HABITAT – State of the World’s Cities 2008/2009: Harmonious Cities
Half of humanity is now living in cities, but this dramatic transition is far from over, according to the new UN-Habitat report “State of the World’s Cities 2008/9: Harmonious Cities”, which finds that urbanization levels globally will rise dramatically in the next 40 years to reach 70 per cent by 2050.
Anna Tibaijuka, Under-Secretary-General and Executive Director of the United Nations Human Settlements Programme (UN-Habitat), and Eduardo Lopez Moreno, Director of UN-Habitat’s City Monitoring Branch and principal author of the report, launched the report at a Headquarters press conference in New York today.
Ms. Tibaijuka cited the report as stating that, although more than 70 per cent of the populations of Europe, North America and Latin America were already urban, Asia and Africa, which were predominantly rural, with 41 per cent and 39 per cent of their populations, respectively, living in urban areas, were in for a major demographic shift.

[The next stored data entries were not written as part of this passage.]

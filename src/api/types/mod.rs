//! Response envelopes and request extractors

pub mod error;
pub mod json;
pub mod response;

pub use error::{ApiError, ApiErrorResponse, FailureReason};
pub use json::Json;
pub use response::{ApiResponse, ResponseStatus};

By the middle of the twenty-first century, the total urban population of the developing world would more than double, increasing from 2.3 billion in 2005 to 5.3 billion in 2050. In the last two decades alone, the urban population of the developing world had grown by an average of 3 million people per week. She said that, given such an enormous demographic shift and transformation taking place so rapidly, the trend was sometimes overwhelming the available resources to address the situation. Further, one out of every three people living in the cities of the developing world lived in slum and squatter settlements.
A slum was defined by the report as any dwelling that had no access to water or sanitation and was either made of not durable building materials, was overcrowded or had insecurity of tenure. However, she explained, the report found that not all slum-dwellers suffered the same degree or magnitude of deprivation, nor were all slums homogenous. Some, in fact, provided better living conditions than others, and the degree of deprivation depended on how many of the five “shelter deprivations” used to measure slums defined above were associated with a particular slum household.